Nei comuni dove il voto è stato più politico che amministrativo hanno perso Berlusconi e la Lega Nord su tutta la linea. Ha vinto il Pd, ma non a Napoli. Ha vinto Idv a Napoli, ma non ha vinto altrove. Sel non ha vinto da nessuna parte. Grillo ha vinto e perso nello stesso tempo. Vi spiego perché.

Tutti diranno che hanno vinto le elezioni, magari dicendo che sono andati meglio nel comune di Montefiascone o in quello di Roccasecca. La verità è che per la pervicace volontà di Berlusconi di dare a questo voto amministrativo un significato politico le elezioni simbolo erano quelle di quattro grandi città: Milano, Torino, Bologna e Napoli. E’ su questi risultati che, a mio avviso, vanno espresse le valutazioni politiche del voto di oggi.

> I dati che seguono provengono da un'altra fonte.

//! Reconstructed muons

use crate::{
    momentum::{from_pt_eta_phi_m, Kinematics, Momentum},
    numeric::Float,
    record::EventRecord,
    selection::{SelectionProfile, SelectionTier},
    Result,
};

/// Isolation variables
#[derive(Clone, Copy, Debug, Default, PartialEq)]
pub struct Isolation {
    /// Particle-flow relative isolation, cone 0.3, all components
    pub pf_rel_iso03_all: Float,

    /// Particle-flow relative isolation, cone 0.3, charged component
    pub pf_rel_iso03_chg: Float,

    /// Particle-flow relative isolation, cone 0.4, all components
    pub pf_rel_iso04_all: Float,

    /// Tracker relative isolation
    pub tk_rel_iso: Float,
}

/// Identification working points
#[derive(Clone, Copy, Debug, Default, PartialEq, Eq)]
pub struct MuonId {
    pub loose: bool,
    pub medium: bool,
    pub medium_prompt: bool,
    pub soft: bool,
    pub tight: bool,
    /// High-pT ID, tracker flavour
    pub trk_high_pt: bool,
    /// High-pT ID, global flavour
    pub glb_high_pt: bool,
}

/// Reconstruction algorithms which produced the muon
#[derive(Clone, Copy, Debug, Default, PartialEq, Eq)]
pub struct MuonType {
    pub global: bool,
    pub pf_cand: bool,
    pub standalone: bool,
    pub tracker: bool,
}

/// Efficiency scale factors attached to a muon
#[derive(Clone, Copy, Debug, PartialEq)]
pub struct EfficiencyFactors {
    /// Identification
    pub id: Float,

    /// Isolation
    pub iso: Float,

    /// Trigger. For dimuon events this is the data efficiency.
    pub trig: Float,

    /// Trigger efficiency in simulation, only known in the dimuon channel
    pub trig_mc: Option<Float>,
}
//
impl EfficiencyFactors {
    /// Factors that leave the event weight unchanged
    pub const NEUTRAL: Self = Self {
        id: 1.,
        iso: 1.,
        trig: 1.,
        trig_mc: None,
    };
}

/// A reconstructed muon
#[derive(Clone, Debug)]
pub struct Muon {
    /// Four-momentum as reconstructed (tune-P corrected in the high-pT regime)
    raw: Momentum,

    /// Position in the record arrays
    pub index: usize,

    /// Electric charge, ±1
    pub charge: i32,

    /// Number of muon stations with hits
    pub n_stations: i32,

    /// Number of tracker layers with hits
    pub tracker_layers: i32,

    /// Isolation variables
    pub isolation: Isolation,

    /// Tune-P pT over standard pT
    pub tune_p_rel_pt: Float,

    /// Identification bits
    pub id: MuonId,

    /// Reconstruction type flags
    pub kind: MuonType,

    /// Momentum scale factor, `None` until the correction has run
    scale_factor: Option<Float>,

    /// Efficiency scale factors, only set on the muons that get scored
    efficiency: Option<EfficiencyFactors>,

    /// Selection outcome, `None` until selection has run
    tier: Option<SelectionTier>,
}
//
impl Muon {
    /// Build a muon with default provenance, mostly useful for tests
    pub fn new(raw: Momentum, index: usize, charge: i32) -> Self {
        Self {
            raw,
            index,
            charge,
            n_stations: 0,
            tracker_layers: 0,
            isolation: Isolation::default(),
            tune_p_rel_pt: 1.,
            id: MuonId::default(),
            kind: MuonType::default(),
            scale_factor: None,
            efficiency: None,
            tier: None,
        }
    }

    /// Read muon `idx` from the record
    fn from_record(record: &EventRecord, idx: usize, profile: SelectionProfile) -> Result<Self> {
        let tune_p_rel_pt = record.array_at("Muon_tunepRelPt", idx)?;
        let mut pt = record.array_at("Muon_pt", idx)?;
        if profile.uses_tune_p() {
            pt *= tune_p_rel_pt;
        }
        let raw = from_pt_eta_phi_m(
            pt,
            record.array_at("Muon_eta", idx)?,
            record.array_at("Muon_phi", idx)?,
            record.array_at("Muon_mass", idx)?,
        );
        let high_pt_id = record.array_int("Muon_highPtId", idx)?;
        Ok(Self {
            n_stations: record.array_int("Muon_nStations", idx)?,
            tracker_layers: record.array_int("Muon_nTrackerLayers", idx)?,
            isolation: Isolation {
                pf_rel_iso03_all: record.array_at("Muon_pfRelIso03_all", idx)?,
                pf_rel_iso03_chg: record.array_at("Muon_pfRelIso03_chg", idx)?,
                pf_rel_iso04_all: record.array_at("Muon_pfRelIso04_all", idx)?,
                tk_rel_iso: record.array_at("Muon_tkRelIso", idx)?,
            },
            tune_p_rel_pt,
            id: MuonId {
                loose: record.array_flag("Muon_looseId", idx)?,
                medium: record.array_flag("Muon_mediumId", idx)?,
                medium_prompt: record.array_flag_or("Muon_mediumPromptId", idx, false)?,
                soft: record.array_flag_or("Muon_softId", idx, false)?,
                tight: record.array_flag("Muon_tightId", idx)?,
                trk_high_pt: high_pt_id == 1,
                glb_high_pt: high_pt_id == 2,
            },
            kind: MuonType {
                global: record.array_flag("Muon_isGlobal", idx)?,
                pf_cand: record.array_flag("Muon_isPFcand", idx)?,
                standalone: record.array_flag("Muon_isStandalone", idx)?,
                tracker: record.array_flag("Muon_isTracker", idx)?,
            },
            ..Self::new(raw, idx, record.array_int("Muon_charge", idx)?)
        })
    }

    // ### KINEMATICS ###

    /// Four-momentum before momentum scale correction
    pub fn raw(&self) -> &Momentum {
        &self.raw
    }

    /// Four-momentum after momentum scale correction, if it was applied
    pub fn p4(&self) -> Momentum {
        match self.scale_factor {
            Some(k) => self.raw * k,
            None => self.raw,
        }
    }

    /// Transverse momentum of the effective four-momentum
    pub fn pt(&self) -> Float {
        self.p4().pt()
    }

    // ### CORRECTIONS ###

    /// Momentum scale factor, if set
    pub fn scale_factor(&self) -> Option<Float> {
        self.scale_factor
    }

    /// Record the momentum scale factor
    pub fn set_scale_factor(&mut self, k: Float) {
        self.scale_factor = Some(k);
    }

    /// Efficiency scale factors, if this muon was scored
    pub fn efficiency(&self) -> Option<&EfficiencyFactors> {
        self.efficiency.as_ref()
    }

    /// Record the efficiency scale factors
    pub fn set_efficiency(&mut self, factors: EfficiencyFactors) {
        self.efficiency = Some(factors);
    }

    // ### SELECTION ###

    /// Selection outcome, if selection has run
    pub fn tier(&self) -> Option<SelectionTier> {
        self.tier
    }

    /// Record the selection outcome
    pub fn set_tier(&mut self, tier: SelectionTier) {
        self.tier = Some(tier);
    }
}

/// Read all muons of an event, in record order
pub fn build_muons(record: &EventRecord, profile: SelectionProfile) -> Result<Vec<Muon>> {
    let n_muon = record.count("nMuon")?;
    (0..n_muon)
        .map(|idx| Muon::from_record(record, idx, profile))
        .collect()
}

#[cfg(test)]
pub(crate) mod tests {
    use super::*;
    use approx::assert_relative_eq;

    /// Record holding the given muons as (pt, eta, phi, tune-P factor)
    pub(crate) fn muon_record(muons: &[(Float, Float, Float, Float)]) -> EventRecord {
        let column = |f: fn(&(Float, Float, Float, Float)) -> Float| {
            muons.iter().map(f).collect::<Vec<_>>()
        };
        let n = muons.len();
        EventRecord::new()
            .with_scalar("nMuon", n as Float)
            .with_array("Muon_pt", column(|m| m.0))
            .with_array("Muon_eta", column(|m| m.1))
            .with_array("Muon_phi", column(|m| m.2))
            .with_array("Muon_tunepRelPt", column(|m| m.3))
            .with_array("Muon_mass", vec![0.10566; n])
            .with_array("Muon_charge", vec![-1.; n])
            .with_array("Muon_nStations", vec![3.; n])
            .with_array("Muon_nTrackerLayers", vec![12.; n])
            .with_array("Muon_pfRelIso03_all", vec![0.05; n])
            .with_array("Muon_pfRelIso03_chg", vec![0.02; n])
            .with_array("Muon_pfRelIso04_all", vec![0.05; n])
            .with_array("Muon_tkRelIso", vec![0.03; n])
            .with_array("Muon_looseId", vec![1.; n])
            .with_array("Muon_mediumId", vec![1.; n])
            .with_array("Muon_tightId", vec![1.; n])
            .with_array("Muon_highPtId", vec![2.; n])
            .with_array("Muon_isGlobal", vec![1.; n])
            .with_array("Muon_isPFcand", vec![1.; n])
            .with_array("Muon_isStandalone", vec![0.; n])
            .with_array("Muon_isTracker", vec![1.; n])
    }

    #[test]
    fn tune_p_only_in_high_pt_profile() {
        let record = muon_record(&[(50., 0.3, 1.0, 1.1)]);
        let standard = build_muons(&record, SelectionProfile::Standard).unwrap();
        let high_pt = build_muons(&record, SelectionProfile::HighPt).unwrap();
        assert_relative_eq!(standard[0].pt(), 50., max_relative = 1e-12);
        assert_relative_eq!(high_pt[0].pt(), 55., max_relative = 1e-12);
        assert!(high_pt[0].id.glb_high_pt && !high_pt[0].id.trk_high_pt);
        assert!(!high_pt[0].id.soft);
        assert_eq!(high_pt[0].tracker_layers, 12);
    }

    #[test]
    fn effective_vector_follows_scale_factor() {
        let record = muon_record(&[(40., -0.5, 0.2, 1.)]);
        let mut muons = build_muons(&record, SelectionProfile::Standard).unwrap();
        let muon = &mut muons[0];
        assert_eq!(muon.scale_factor(), None);
        assert_eq!(muon.p4(), *muon.raw());
        muon.set_scale_factor(0.99);
        assert_relative_eq!(muon.pt(), 39.6, max_relative = 1e-12);
        assert_relative_eq!(muon.raw().pt(), 40., max_relative = 1e-12);
    }

    #[test]
    fn truncated_arrays_are_an_error() {
        let record = muon_record(&[(40., -0.5, 0.2, 1.)]).with_scalar("nMuon", 2.);
        assert!(build_muons(&record, SelectionProfile::Standard).is_err());
    }
}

Berlusconi ci ha messo la faccia e le solite promesse da piazzista e forse per la prima volta gli elettori gli hanno fatto uno sberleffo ed gli hanno votato contro (aveva chiesto almeno 50 mila preferenze e ne ha ottenute la metà). A Milano la Moratti con solo il 41% dei voti è stata duramente bastonata dagli elettori che hanno voluto in realtà colpire, attraverso di lei, Berlusconi e le sue vicende tragicomiche dell’ultimo anno: i suoi processi per corruzione, la sua frequentazione con prostitute minorenni e l’assenza di un vero governo di un Paese in grave crisi. Il Pdl passa a Milano dal 41% del 2006 al 28%, del 2011 (37% alle Politiche del 2008 e 36% alle Regionali del 2010). A Torino dal 23% al 18% (32% e 22%). A Bologna dal 15% al 16% (27% e 25%). A Napoli dal 26% al 23% (45% e 34%).
Ha perso la Lega Nord che passa a Milano dal 4% al 10% (ma 12% alle Politiche 2008 e 14% alle Regionali del 2010). A Torino dal 2,5% al 7% (ma 6,5% e 10%). A Bologna (dove esprime il candidato sindaco) dal 3% all’11% (ma 4% e9%).
Vince il Pd che passa a Milano dal 22% del 2006 (ma con l’Ulivo) al 29% (ma 34% nel 2008 e 26% nel 2010). A Torino il suo candidato è eletto sindaco al primo turno e passa dal 39% (con Ulivo) al 34% (ma 39% e 25%). A Bologna il suo candidato è eletto sindaco al primo turno e passa dal 39% al 38% (ma 49% e 40%). A Napoli perde nettamente e passa dal 30% al 17% (ma 35% nel 2008 e 25% nel 2010).
Vince l’Idv a Napoli dove De Magistris va al ballottaggio battendo il candidato del Pd. L’Idv passa dal 4% all’8% (ma 5,5% e 8%). Non vince invece a Milano dove passa da 1,5% a 2,5% (ma 5% nel 2008 e 8% nel 2010). A Torino passa da 2% al 5% (ma 6,5% e 10%). A Bologna dal 4,4% al 3,7% (ma 6% e 8%).
Vince e perde Grillo perché ottiene percentuali importanti ma dichiaratamente inutili, anzi utili a far sperare al Centro destra per i ballottaggi. Grillo consegue a Milano il 3,4% (aveva il 3,2% nel 2010), a Torino il 5,2% ( 3,7% nel 2010), a Bologna il 9,4% (8,1 nel 2010).
Non vince Sel, che ottiene molto meno delle sue attese. A Milano dove esprimeva il candidato sindaco ottiene solo il 4,7%, a Torino il 5,6%, a Napoli il 3,9%.
Concludo con la seguente riflessione: centro destra o centro sinistra vincono o perdono per lo spostamento del voto moderato da una parte o dall’altra. I dati, ed in particolare quello di Milano, ci dicono che Idv non intercettato nulla di questo spostamento, mentre ha visto il suo risultato sicuramente eroso da Sel e da Grillo. Su questo fatto dovrebbe aprirsi il dibattito al prossimo Esecutivo Nazionale.